Physical characteristics
- Source: Lac Carillon
- • location: Saint-Ubalde, MRC Portneuf Regional County Municipality
- • coordinates: 46°50′10″N 72°11′46″W﻿ / ﻿46.83599°N 72.19599°W
- • elevation: 219 m (719 ft)
- Mouth: Blanche River
- • location: Saint-Ubalde
- • coordinates: 46°45′22″N 72°13′05″W﻿ / ﻿46.756017°N 72.218113°W
- • elevation: 146 m (479 ft)
- Length: 16.7 km (10.4 mi)
- • location: Saint-Ubalde

Basin features
- • left: (Upward from the mouth) Décharge des lacs aux Guêpes, à l'Anguille et en Coeur, décharge d'un ensemble de petits lacs.
- • right: (Upward from the mouth) Décharge du Grand lac à Désalliers, décharge de deux lacs non identifiés.

= Weller River =

The Weller River (Stream) is a tributary left bank of the Blanche River (St-Casimir) whose confluence is found east of the municipality of Saint-Ubalde, in the Portneuf Regional County Municipality, in the administrative region of Capitale-Nationale, in the province of Quebec in Canada.

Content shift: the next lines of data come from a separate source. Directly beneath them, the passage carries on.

//! FILENAME: app/src/main.rs
// PURPOSE: Command-line entry point.
// FORMAT: LEVEL:category:message on stderr, seq|level|category|message in --log-file

use std::path::{Path, PathBuf};
use std::process::ExitCode;
use clap::Parser;
use serde_json::Value;

use app_lib::config::{load_config, prompt_data_config, read_config, styles_from};
use app_lib::logging::{init_log_file, init_logging, log_error, log_info};
use app_lib::{
    process_file, process_json, serve, ConfigError, ReportConfig, ReportError, ServerState,
    DEFAULT_CONFIG_FILE, DEFAULT_OUTPUT_DIR,
};

/// Build PDF and Excel files.
#[derive(Parser, Debug)]
#[command(name = "pivot-report", version, about = "Build PDF and Excel files.")]
struct Cli {
    /// Path to the configuration file
    #[arg(long)]
    config_file: Option<PathBuf>,

    /// Run in interactive mode
    #[arg(long)]
    interactive: bool,

    /// JSON data to process
    #[arg(long)]
    json_data: Option<String>,

    /// Run in API mode
    #[arg(long)]
    api: bool,

    /// Address the API server binds to
    #[arg(long, default_value = "127.0.0.1:5000")]
    bind: String,

    /// Output directory for JSON and API runs (file runs write next to the source)
    #[arg(long)]
    output_dir: Option<PathBuf>,

    /// Copy every log line to this file
    #[arg(long)]
    log_file: Option<PathBuf>,

    /// Increase log verbosity (-v debug, -vv trace)
    #[arg(short, long, action = clap::ArgAction::Count)]
    verbose: u8,
}

fn main() -> ExitCode {
    let cli = Cli::parse();
    init_logging(cli.verbose);
    if let Some(path) = &cli.log_file {
        if let Err(e) = init_log_file(path) {
            eprintln!("{}", e);
        }
    }

    match run(&cli) {
        Ok(()) => ExitCode::SUCCESS,
        Err(err) => {
            log_error!("MAIN", "{}", err);
            ExitCode::FAILURE
        }
    }
}

fn run(cli: &Cli) -> Result<(), ReportError> {
    let config_path = cli
        .config_file
        .clone()
        .unwrap_or_else(|| PathBuf::from(DEFAULT_CONFIG_FILE));
    let output_dir = cli
        .output_dir
        .clone()
        .unwrap_or_else(|| PathBuf::from(DEFAULT_OUTPUT_DIR));

    if cli.api {
        let state = ServerState {
            config_path,
            output_dir,
        };
        let runtime = tokio::runtime::Builder::new_multi_thread()
            .enable_all()
            .build()
            .map_err(ConfigError::Io)?;
        return runtime
            .block_on(serve(&cli.bind, state))
            .map_err(|e| ConfigError::Io(e).into());
    }

    let config = if cli.interactive {
        interactive_config(&config_path)?
    } else {
        load_config(&config_path, cli.json_data.is_none())?
    };

    let outcome = match &cli.json_data {
        Some(json_text) => process_json(&config, json_text, &output_dir)?,
        None => process_file(&config)?,
    };

    match outcome {
        Some(artifacts) => {
            log_info!("MAIN", "PDF: {}", artifacts.pdf_file.display());
            log_info!("MAIN", "EXCEL: {}", artifacts.excel_file.display());
        }
        None => log_info!("MAIN", "Nothing to report."),
    }
    Ok(())
}

/// Data settings from the prompts, styles from the config file when it
/// exists.
fn interactive_config(config_path: &Path) -> Result<ReportConfig, ConfigError> {
    let raw = if config_path.is_file() {
        read_config(config_path)?
    } else {
        Value::Object(Default::default())
    };
    let styles = styles_from(&raw)?;

    let stdin = std::io::stdin();
    let mut input = stdin.lock();
    let mut output = std::io::stdout();
    let data = prompt_data_config(&mut input, &mut output)?;

    Ok(ReportConfig { data, styles })
}
//! FILENAME: tests/common/mod.rs
//! Fixtures for report runner integration tests.

#![allow(dead_code)]

use std::path::{Path, PathBuf};
use app_lib::{parse_config, ReportConfig};
use serde_json::{json, Value};
use tempfile::TempDir;

/// A scratch directory holding one source file.
pub struct ReportHarness {
    pub dir: TempDir,
    pub source: PathBuf,
}

impl ReportHarness {
    /// Writes the sales fixture as `sales.csv`.
    pub fn with_sales_csv() -> Self {
        let dir = TempDir::new().expect("tempdir");
        let source = dir.path().join("sales.csv");
        std::fs::write(&source, SalesFixture::csv()).expect("write csv");
        ReportHarness { dir, source }
    }

    /// Writes arbitrary CSV text.
    pub fn with_csv(text: &str) -> Self {
        let dir = TempDir::new().expect("tempdir");
        let source = dir.path().join("input.csv");
        std::fs::write(&source, text).expect("write csv");
        ReportHarness { dir, source }
    }

    pub fn path(&self) -> &Path {
        self.dir.path()
    }

    /// Config for this harness' source with the given `data` overrides.
    pub fn config(&self, data: Value) -> ReportConfig {
        let mut raw = sales_config();
        raw["data"]["csv_file_path"] = json!(self.source.to_string_lossy());
        merge(&mut raw["data"], data);
        parse_config(&raw, true).expect("valid config")
    }

    /// Files in the harness directory with the given extension.
    pub fn files_with_extension(&self, ext: &str) -> Vec<PathBuf> {
        list_files(self.path(), ext)
    }
}

pub fn list_files(dir: &Path, ext: &str) -> Vec<PathBuf> {
    std::fs::read_dir(dir)
        .map(|entries| {
            entries
                .flatten()
                .map(|e| e.path())
                .filter(|p| p.extension().and_then(|e| e.to_str()) == Some(ext))
                .collect()
        })
        .unwrap_or_default()
}

fn merge(target: &mut Value, overrides: Value) {
    if let (Some(target), Value::Object(overrides)) = (target.as_object_mut(), overrides) {
        for (key, value) in overrides {
            target.insert(key, value);
        }
    }
}

/// Sum of sales by region and product, subtotalled by region.
pub fn sales_config() -> Value {
    json!({
        "data": {
            "filters": {},
            "group_cols": ["Region", "Product"],
            "agg_func": "sum",
            "agg_col": "Sales",
            "subtotal_col": ["Region"]
        },
        "styles": {
            "colors": {
                "header": {"background": "808080", "text": "F5F5F5"},
                "subtotal_1": {"background": "DDEBF7", "text": "000000"}
            }
        }
    })
}

// ============================================================================
// SAMPLE DATA
// ============================================================================

pub struct SalesFixture;

impl SalesFixture {
    pub fn headers() -> Vec<&'static str> {
        vec!["Region", "Product", "Quarter", "Sales", "Quantity"]
    }

    pub fn data() -> Vec<(&'static str, &'static str, &'static str, f64, f64)> {
        vec![
            ("North", "Widget", "Q1", 10000.0, 100.0),
            ("North", "Widget", "Q2", 12000.0, 120.0),
            ("North", "Gadget", "Q1", 8000.0, 80.0),
            ("North", "Gadget", "Q2", 9000.0, 90.0),
            ("South", "Widget", "Q1", 15000.0, 150.0),
            ("South", "Widget", "Q2", 14000.0, 140.0),
            ("South", "Gadget", "Q1", 11000.0, 110.0),
            ("South", "Gadget", "Q2", 13000.0, 130.0),
            ("East", "Widget", "Q1", 9000.0, 90.0),
            ("East", "Widget", "Q2", 11000.0, 110.0),
            ("East", "Gadget", "Q1", 7000.0, 70.0),
            ("East", "Gadget", "Q2", 8500.0, 85.0),
        ]
    }

    pub fn total_sales() -> f64 {
        Self::data().iter().map(|row| row.3).sum()
    }

    pub fn csv() -> String {
        let mut text = Self::headers().join(",");
        text.push('\n');
        for (region, product, quarter, sales, quantity) in Self::data() {
            text.push_str(&format!("{},{},{},{},{}\n", region, product, quarter, sales, quantity));
        }
        text
    }

    /// The same rows as a JSON array of records.
    pub fn json_rows() -> Value {
        Value::Array(
            Self::data()
                .into_iter()
                .map(|(region, product, quarter, sales, quantity)| {
                    json!({
                        "Region": region,
                        "Product": product,
                        "Quarter": quarter,
                        "Sales": sales,
                        "Quantity": quantity
                    })
                })
                .collect(),
        )
    }
}
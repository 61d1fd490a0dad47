//! FILENAME: core/persistence/src/error.rs

use std::path::PathBuf;
use thiserror::Error;

/// Failures while turning a source into a `Table`.
#[derive(Error, Debug)]
pub enum LoadError {
    #[error("source file not found: {}", .0.display())]
    SourceNotFound(PathBuf),

    #[error("malformed payload: {0}")]
    MalformedPayload(String),

    #[error("unsupported source format: {0}")]
    UnsupportedFormat(String),

    #[error("IO error: {0}")]
    Io(#[from] std::io::Error),
}

impl From<csv::Error> for LoadError {
    fn from(err: csv::Error) -> Self {
        LoadError::MalformedPayload(err.to_string())
    }
}

impl From<serde_json::Error> for LoadError {
    fn from(err: serde_json::Error) -> Self {
        LoadError::MalformedPayload(err.to_string())
    }
}

impl From<calamine::Error> for LoadError {
    fn from(err: calamine::Error) -> Self {
        LoadError::MalformedPayload(err.to_string())
    }
}

/// Failures while writing an artifact.
#[derive(Error, Debug)]
pub enum RenderError {
    #[error("IO error: {0}")]
    Io(#[from] std::io::Error),

    #[error("XLSX write error: {0}")]
    Xlsx(#[from] rust_xlsxwriter::XlsxError),

    #[error("PDF write error: {0}")]
    Pdf(#[from] lopdf::Error),

    #[error("invalid style configuration: {0}")]
    InvalidStyle(#[from] engine::StyleError),
}
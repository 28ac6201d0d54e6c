//! LM Transport port (spec §4.3, §6): streams a single stage's LM output.
//! The core never constructs shell commands to invoke the LM; transports
//! are the only code that shells out or opens a network connection.

use async_trait::async_trait;
use futures::stream::BoxStream;
use thiserror::Error;

/// Closed option set the core is allowed to pass to a transport (spec §6
/// "options is a closed set").
#[derive(Debug, Clone)]
pub struct StreamOptions {
    pub prompt: String,
    pub model: String,
    pub cwd: String,
    pub permission_mode: PermissionMode,
    pub max_turns: u32,
}

#[derive(Debug, Clone, Copy, PartialEq, Eq)]
pub enum PermissionMode {
    BypassPermissions,
}

#[derive(Debug, Error)]
pub enum LmTransportError {
    #[error("transport process failed to start: {0}")]
    Spawn(String),
    #[error("stream chunk decode error: {0}")]
    Decode(String),
    #[error("transport timed out")]
    Timeout,
    #[error("transport exited with non-zero status: {0}")]
    NonZeroExit(i32),
}

pub type TextChunk = Result<String, LmTransportError>;

#[async_trait]
pub trait LmTransport: Send + Sync {
    /// Streams text chunks for a single stage invocation. The LM performs
    /// filesystem edits in `options.cwd` as a side effect via tool use;
    /// the returned stream carries only its accumulated text output.
    async fn stream_completion(&self, options: StreamOptions) -> BoxStream<'static, TextChunk>;
}
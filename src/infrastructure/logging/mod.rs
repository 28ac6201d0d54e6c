//! Logging infrastructure
//!
//! Structured logging using tracing and tracing-subscriber:
//! - JSON or pretty formatting (`config`)
//! - stdout + rolling file output with secret scrubbing (`logger`)
//! - Size/age-based log rotation and cleanup (`rotation`)

pub mod config;
pub mod logger;
pub mod rotation;
pub mod secret_scrubbing;

pub use config::{LogConfig, LogFormat, RotationPolicy};
pub use logger::LoggerImpl;
pub use rotation::LogRotator;
//! Structural heuristics standing in for a real Python AST parser.
//!
//! No crate in this workspace's dependency stack parses Python source, so
//! `check_ast` and `check_needs_refactor` work line-by-line over Python's
//! significant indentation instead of building a real syntax tree. This is
//! an explicit, documented simplification (see DESIGN.md) — good enough to
//! catch stub bodies, mock-only tests, and oversized files/functions/classes,
//! not a substitute for `ruff`/`mypy` themselves.

use crate::domain::models::{AstViolation, Severity};

const MAX_FILE_LINES_WARN: usize = 400;
const MAX_FILE_LINES_SPLIT: usize = 800;
const MAX_FUNCTION_LINES: usize = 50;
const MAX_CLASS_METHODS: usize = 15;

fn indent_of(line: &str) -> usize {
    line.len() - line.trim_start().len()
}

fn is_def_line(line: &str) -> bool {
    let t = line.trim_start();
    t.starts_with("def ") || t.starts_with("async def ")
}

fn is_class_line(line: &str) -> bool {
    line.trim_start().starts_with("class ")
}

fn def_name(line: &str) -> Option<&str> {
    let t = line.trim_start();
    let t = t.strip_prefix("async def ").or_else(|| t.strip_prefix("def "))?;
    t.split(['(', ':']).next().map(str::trim)
}

/// Finds the end line index (exclusive) of the block starting at `start`,
/// i.e. the first subsequent line whose indentation is <= the block's own
/// indentation (blank lines are skipped when determining the boundary).
fn block_end(lines: &[&str], start: usize, own_indent: usize) -> usize {
    for (offset, line) in lines.iter().enumerate().skip(start + 1) {
        if line.trim().is_empty() {
            continue;
        }
        if indent_of(line) <= own_indent {
            return offset;
        }
    }
    lines.len()
}

/// AST-shaped quality violations: stub detector (blocking) and
/// mock-only-test detector (warning-only, shadow mode per spec §6).
pub fn check_ast(file: &str, contents: &str) -> Vec<AstViolation> {
    let mut violations = Vec::new();
    let lines: Vec<&str> = contents.lines().collect();
    let is_test_file = file.contains("test_") || file.ends_with("_test.py") || file.contains("/tests/");

    violations.extend(stub_violations(file, &lines));
    if is_test_file {
        if let Some(v) = mock_only_violation(file, contents) {
            violations.push(v);
        }
    }
    violations
}

fn stub_violations(file: &str, lines: &[&str]) -> Vec<AstViolation> {
    let mut out = Vec::new();
    for (i, line) in lines.iter().enumerate() {
        if !is_def_line(line) {
            continue;
        }
        let own_indent = indent_of(line);
        let body_start = match lines.iter().enumerate().skip(i + 1).find(|(_, l)| !l.trim().is_empty()) {
            Some((idx, _)) => idx,
            None => continue,
        };
        if indent_of(lines[body_start]) <= own_indent {
            continue; // empty/abstract signature with no body at all
        }
        let body_text = lines[body_start].trim();
        let is_stub = body_text == "pass"
            || body_text == "..."
            || body_text.starts_with("raise NotImplementedError")
            || (body_text.starts_with('#') && block_end(lines, i, own_indent) == body_start + 1);
        if is_stub {
            out.push(AstViolation::new(
                Severity::Error,
                "stub-detected",
                file,
                (body_start + 1) as u32,
                format!("function `{}` has a stub body", def_name(line).unwrap_or("<unknown>")),
            ));
        }
    }
    out
}

fn mock_only_violation(file: &str, contents: &str) -> Option<AstViolation> {
    let mock_markers = ["Mock(", "MagicMock(", "@patch", "unittest.mock"];
    let mock_count = contents.lines().filter(|l| mock_markers.iter().any(|m| l.contains(m))).count();
    let assert_count = contents.lines().filter(|l| l.trim_start().starts_with("assert ") || l.contains(".assert")).count();

    if mock_count > 0 && assert_count == 0 {
        Some(AstViolation::new(
            Severity::Warning,
            "mock-only-test",
            file,
            1,
            "test file mocks collaborators but asserts nothing observable",
        ))
    } else {
        None
    }
}

/// Human-readable refactor reasons per spec §4.5 `check_needs_refactor`:
/// file > 400 lines (warn) / > 800 lines (must-split), any function > 50
/// lines, any class > 15 methods. No duplicate-code heuristic.
pub fn check_needs_refactor(file: &str, contents: &str) -> Vec<String> {
    let mut reasons = Vec::new();
    let lines: Vec<&str> = contents.lines().collect();

    if lines.len() > MAX_FILE_LINES_SPLIT {
        reasons.push(format!("{file}: {} lines exceeds {MAX_FILE_LINES_SPLIT}, must split", lines.len()));
    } else if lines.len() > MAX_FILE_LINES_WARN {
        reasons.push(format!("{file}: {} lines exceeds {MAX_FILE_LINES_WARN}", lines.len()));
    }

    for (i, line) in lines.iter().enumerate() {
        if is_def_line(line) {
            let own_indent = indent_of(line);
            let end = block_end(&lines, i, own_indent);
            let len = end - i;
            if len > MAX_FUNCTION_LINES {
                reasons.push(format!(
                    "{file}: function `{}` spans {len} lines, exceeds {MAX_FUNCTION_LINES}",
                    def_name(line).unwrap_or("<unknown>")
                ));
            }
        }
        if is_class_line(line) {
            let own_indent = indent_of(line);
            let end = block_end(&lines, i, own_indent);
            let method_count = lines[i + 1..end].iter().filter(|l| is_def_line(l) && indent_of(l) == own_indent + 4).count();
            if method_count > MAX_CLASS_METHODS {
                reasons.push(format!("{file}: class at line {} has {method_count} methods, exceeds {MAX_CLASS_METHODS}", i + 1));
            }
        }
    }

    reasons
}

#[cfg(test)]
mod tests {
    use super::*;

    #[test]
    fn detects_pass_only_stub() {
        let src = "def handler():\n    pass\n";
        let v = check_ast("pkg/mod.py", src);
        assert_eq!(v.len(), 1);
        assert_eq!(v[0].rule, "stub-detected");
        assert!(v[0].is_blocking());
    }

    #[test]
    fn detects_ellipsis_stub() {
        let src = "def handler():\n    ...\n";
        let v = check_ast("pkg/mod.py", src);
        assert_eq!(v.len(), 1);
    }

    #[test]
    fn does_not_flag_real_implementation() {
        let src = "def handler():\n    return compute(1, 2)\n";
        let v = check_ast("pkg/mod.py", src);
        assert!(v.is_empty());
    }

    #[test]
    fn flags_mock_only_test_file() {
        let src = "from unittest.mock import Mock\n\ndef test_thing():\n    m = Mock()\n    m.call()\n";
        let v = check_ast("tests/test_thing.py", src);
        assert!(v.iter().any(|x| x.rule == "mock-only-test" && !x.is_blocking()));
    }

    #[test]
    fn does_not_flag_test_with_real_assertions() {
        let src = "from unittest.mock import Mock\n\ndef test_thing():\n    m = Mock()\n    assert m.call() == 1\n";
        let v = check_ast("tests/test_thing.py", src);
        assert!(!v.iter().any(|x| x.rule == "mock-only-test"));
    }

    #[test]
    fn long_function_triggers_refactor_reason() {
        let mut src = String::from("def big():\n");
        for _ in 0..60 {
            src.push_str("    x = 1\n");
        }
        let reasons = check_needs_refactor("pkg/mod.py", &src);
        assert!(reasons.iter().any(|r| r.contains("exceeds 50")));
    }

    #[test]
    fn class_with_too_many_methods_triggers_refactor_reason() {
        let mut src = String::from("class Big:\n");
        for i in 0..20 {
            src.push_str(&format!("    def m{i}(self):\n        pass\n"));
        }
        let reasons = check_needs_refactor("pkg/mod.py", &src);
        assert!(reasons.iter().any(|r| r.contains("methods")));
    }

    #[test]
    fn short_file_has_no_reasons() {
        let src = "def f():\n    return 1\n";
        assert!(check_needs_refactor("pkg/mod.py", src).is_empty());
    }
}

Forestry is the main economic activity in the upper part of this hydrographic slope; agriculture, in the lower part.

== Geography ==
The Weller River rises at Lac Carillon (length: 3.3 km; altitude: 219 m) which straddles the boundary of the municipalities of Saint-Ubalde (Quebec) and Notre-Dame-de-Montauban. The resort developed in certain segments of the northwest and southwest shores of the lake because of Enchanted Street (north shore) and Chemin des Ballades (southwest shore). The mouth of the lake is located at the bottom of a small bay southwest of the lake.

== Toponymy ==
The term "Weller" is a surname of German origin.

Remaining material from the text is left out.